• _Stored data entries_
..........

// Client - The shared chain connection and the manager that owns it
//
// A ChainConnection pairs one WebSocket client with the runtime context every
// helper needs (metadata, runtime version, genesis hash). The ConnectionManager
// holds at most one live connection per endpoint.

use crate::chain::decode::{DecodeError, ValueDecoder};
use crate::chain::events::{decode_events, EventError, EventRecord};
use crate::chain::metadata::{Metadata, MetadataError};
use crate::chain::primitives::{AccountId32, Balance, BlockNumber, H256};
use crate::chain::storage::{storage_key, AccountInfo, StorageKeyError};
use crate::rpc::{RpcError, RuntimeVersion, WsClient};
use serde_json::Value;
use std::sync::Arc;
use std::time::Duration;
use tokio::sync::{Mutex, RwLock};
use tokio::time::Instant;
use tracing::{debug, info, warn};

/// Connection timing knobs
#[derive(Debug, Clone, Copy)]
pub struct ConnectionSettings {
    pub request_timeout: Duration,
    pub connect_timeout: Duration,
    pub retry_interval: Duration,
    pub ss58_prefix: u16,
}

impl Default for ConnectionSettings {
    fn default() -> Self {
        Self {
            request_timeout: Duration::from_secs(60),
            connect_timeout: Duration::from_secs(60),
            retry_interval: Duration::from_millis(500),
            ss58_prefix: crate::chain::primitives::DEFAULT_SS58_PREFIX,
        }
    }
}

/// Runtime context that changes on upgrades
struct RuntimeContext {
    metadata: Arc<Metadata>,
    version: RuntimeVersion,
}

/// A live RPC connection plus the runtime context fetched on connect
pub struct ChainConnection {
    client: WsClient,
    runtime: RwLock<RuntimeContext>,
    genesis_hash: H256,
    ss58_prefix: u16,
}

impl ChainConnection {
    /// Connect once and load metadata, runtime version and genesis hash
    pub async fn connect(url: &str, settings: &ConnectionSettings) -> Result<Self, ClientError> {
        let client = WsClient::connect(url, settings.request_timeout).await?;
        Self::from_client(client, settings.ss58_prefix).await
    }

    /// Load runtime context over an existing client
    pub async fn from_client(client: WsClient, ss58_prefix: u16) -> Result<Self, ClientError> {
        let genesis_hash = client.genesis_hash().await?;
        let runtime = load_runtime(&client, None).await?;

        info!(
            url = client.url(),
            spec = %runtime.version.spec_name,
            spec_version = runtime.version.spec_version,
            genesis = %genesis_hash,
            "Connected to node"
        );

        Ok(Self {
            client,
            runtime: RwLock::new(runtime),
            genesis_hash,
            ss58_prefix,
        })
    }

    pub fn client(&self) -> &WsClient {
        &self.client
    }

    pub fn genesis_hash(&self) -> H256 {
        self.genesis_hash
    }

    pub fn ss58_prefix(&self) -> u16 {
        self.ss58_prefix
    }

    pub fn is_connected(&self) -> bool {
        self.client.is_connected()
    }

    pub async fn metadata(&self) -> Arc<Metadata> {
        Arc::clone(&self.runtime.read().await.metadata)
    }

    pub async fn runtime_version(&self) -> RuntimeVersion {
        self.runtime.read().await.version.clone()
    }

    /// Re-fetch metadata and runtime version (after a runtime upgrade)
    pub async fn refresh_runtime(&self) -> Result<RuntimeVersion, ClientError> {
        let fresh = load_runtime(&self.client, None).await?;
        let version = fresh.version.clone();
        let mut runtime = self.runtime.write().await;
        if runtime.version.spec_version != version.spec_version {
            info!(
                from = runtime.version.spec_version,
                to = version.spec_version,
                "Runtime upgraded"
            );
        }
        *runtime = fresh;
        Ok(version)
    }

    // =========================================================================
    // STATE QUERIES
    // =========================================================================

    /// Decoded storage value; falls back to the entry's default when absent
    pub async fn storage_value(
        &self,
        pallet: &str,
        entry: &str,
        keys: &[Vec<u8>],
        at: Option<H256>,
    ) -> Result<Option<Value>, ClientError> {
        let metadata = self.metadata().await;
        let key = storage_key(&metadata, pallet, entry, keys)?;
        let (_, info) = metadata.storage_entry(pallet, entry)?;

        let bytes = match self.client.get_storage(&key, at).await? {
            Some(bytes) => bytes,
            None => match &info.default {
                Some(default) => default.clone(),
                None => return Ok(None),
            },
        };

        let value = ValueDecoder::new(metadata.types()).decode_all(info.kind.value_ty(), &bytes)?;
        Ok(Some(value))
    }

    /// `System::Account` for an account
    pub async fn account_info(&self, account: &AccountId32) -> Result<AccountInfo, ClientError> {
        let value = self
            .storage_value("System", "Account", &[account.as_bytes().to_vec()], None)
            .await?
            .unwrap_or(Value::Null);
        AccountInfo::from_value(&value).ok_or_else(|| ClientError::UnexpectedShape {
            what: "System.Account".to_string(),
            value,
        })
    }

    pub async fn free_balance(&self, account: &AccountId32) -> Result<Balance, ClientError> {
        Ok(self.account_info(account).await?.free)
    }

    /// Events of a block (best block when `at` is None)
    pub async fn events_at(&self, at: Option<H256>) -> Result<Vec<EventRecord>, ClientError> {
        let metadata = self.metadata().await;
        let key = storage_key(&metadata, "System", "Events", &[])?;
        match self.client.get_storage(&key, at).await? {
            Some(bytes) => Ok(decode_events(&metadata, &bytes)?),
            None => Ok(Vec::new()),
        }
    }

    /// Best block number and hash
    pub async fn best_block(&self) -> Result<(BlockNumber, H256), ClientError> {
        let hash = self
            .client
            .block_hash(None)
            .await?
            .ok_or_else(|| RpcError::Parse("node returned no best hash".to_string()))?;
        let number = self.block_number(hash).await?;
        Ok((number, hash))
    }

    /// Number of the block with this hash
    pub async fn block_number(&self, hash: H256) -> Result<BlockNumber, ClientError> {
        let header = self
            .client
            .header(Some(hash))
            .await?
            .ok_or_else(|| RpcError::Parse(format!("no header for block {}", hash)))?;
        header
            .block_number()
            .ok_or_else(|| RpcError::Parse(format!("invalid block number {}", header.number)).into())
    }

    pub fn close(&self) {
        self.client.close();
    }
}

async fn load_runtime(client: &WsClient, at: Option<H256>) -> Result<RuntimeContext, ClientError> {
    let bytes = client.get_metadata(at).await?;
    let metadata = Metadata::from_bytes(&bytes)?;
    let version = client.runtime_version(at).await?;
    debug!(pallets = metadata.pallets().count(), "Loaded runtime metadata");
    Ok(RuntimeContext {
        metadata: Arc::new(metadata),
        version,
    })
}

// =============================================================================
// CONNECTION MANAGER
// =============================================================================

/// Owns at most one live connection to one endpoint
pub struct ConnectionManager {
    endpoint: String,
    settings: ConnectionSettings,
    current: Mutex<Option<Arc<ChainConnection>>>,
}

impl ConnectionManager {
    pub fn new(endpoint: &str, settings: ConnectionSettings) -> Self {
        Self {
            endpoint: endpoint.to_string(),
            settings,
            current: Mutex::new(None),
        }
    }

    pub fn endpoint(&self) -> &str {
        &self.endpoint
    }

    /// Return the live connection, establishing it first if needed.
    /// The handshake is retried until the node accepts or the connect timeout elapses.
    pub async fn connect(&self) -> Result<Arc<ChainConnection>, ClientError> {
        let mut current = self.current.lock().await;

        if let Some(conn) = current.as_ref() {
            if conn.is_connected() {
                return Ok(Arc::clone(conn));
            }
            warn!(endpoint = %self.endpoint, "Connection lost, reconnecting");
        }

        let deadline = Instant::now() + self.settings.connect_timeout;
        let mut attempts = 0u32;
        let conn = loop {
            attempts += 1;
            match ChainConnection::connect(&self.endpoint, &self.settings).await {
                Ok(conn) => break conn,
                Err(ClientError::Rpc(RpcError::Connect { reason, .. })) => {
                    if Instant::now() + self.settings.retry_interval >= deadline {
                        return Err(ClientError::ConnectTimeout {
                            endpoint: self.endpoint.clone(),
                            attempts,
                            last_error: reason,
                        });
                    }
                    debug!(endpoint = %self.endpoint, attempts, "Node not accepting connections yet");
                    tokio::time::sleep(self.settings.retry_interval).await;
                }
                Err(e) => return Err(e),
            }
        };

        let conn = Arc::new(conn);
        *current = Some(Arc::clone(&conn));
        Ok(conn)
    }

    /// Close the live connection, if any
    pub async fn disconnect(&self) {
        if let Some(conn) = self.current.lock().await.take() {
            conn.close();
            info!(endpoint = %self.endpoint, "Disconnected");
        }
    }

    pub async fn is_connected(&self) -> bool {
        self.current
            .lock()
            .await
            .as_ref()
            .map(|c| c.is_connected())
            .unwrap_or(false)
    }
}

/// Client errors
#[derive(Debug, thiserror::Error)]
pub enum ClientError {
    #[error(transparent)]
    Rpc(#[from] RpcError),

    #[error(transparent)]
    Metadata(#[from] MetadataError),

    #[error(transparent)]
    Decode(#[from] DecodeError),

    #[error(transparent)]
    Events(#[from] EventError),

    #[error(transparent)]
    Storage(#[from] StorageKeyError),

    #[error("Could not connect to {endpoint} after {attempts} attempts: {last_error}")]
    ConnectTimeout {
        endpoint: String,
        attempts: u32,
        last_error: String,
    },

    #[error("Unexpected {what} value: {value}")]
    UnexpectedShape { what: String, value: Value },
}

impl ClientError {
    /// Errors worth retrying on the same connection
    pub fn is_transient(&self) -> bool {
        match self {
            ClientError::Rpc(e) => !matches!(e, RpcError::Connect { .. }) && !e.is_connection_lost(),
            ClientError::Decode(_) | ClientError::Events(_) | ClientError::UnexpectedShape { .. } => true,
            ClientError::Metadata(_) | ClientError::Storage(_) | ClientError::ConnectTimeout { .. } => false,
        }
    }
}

..........

• _WORK INSTRUCTIONS_
Give the number of lines in the records that contain the string "warn", with no other output.

• _SOLUTION BELOW_
2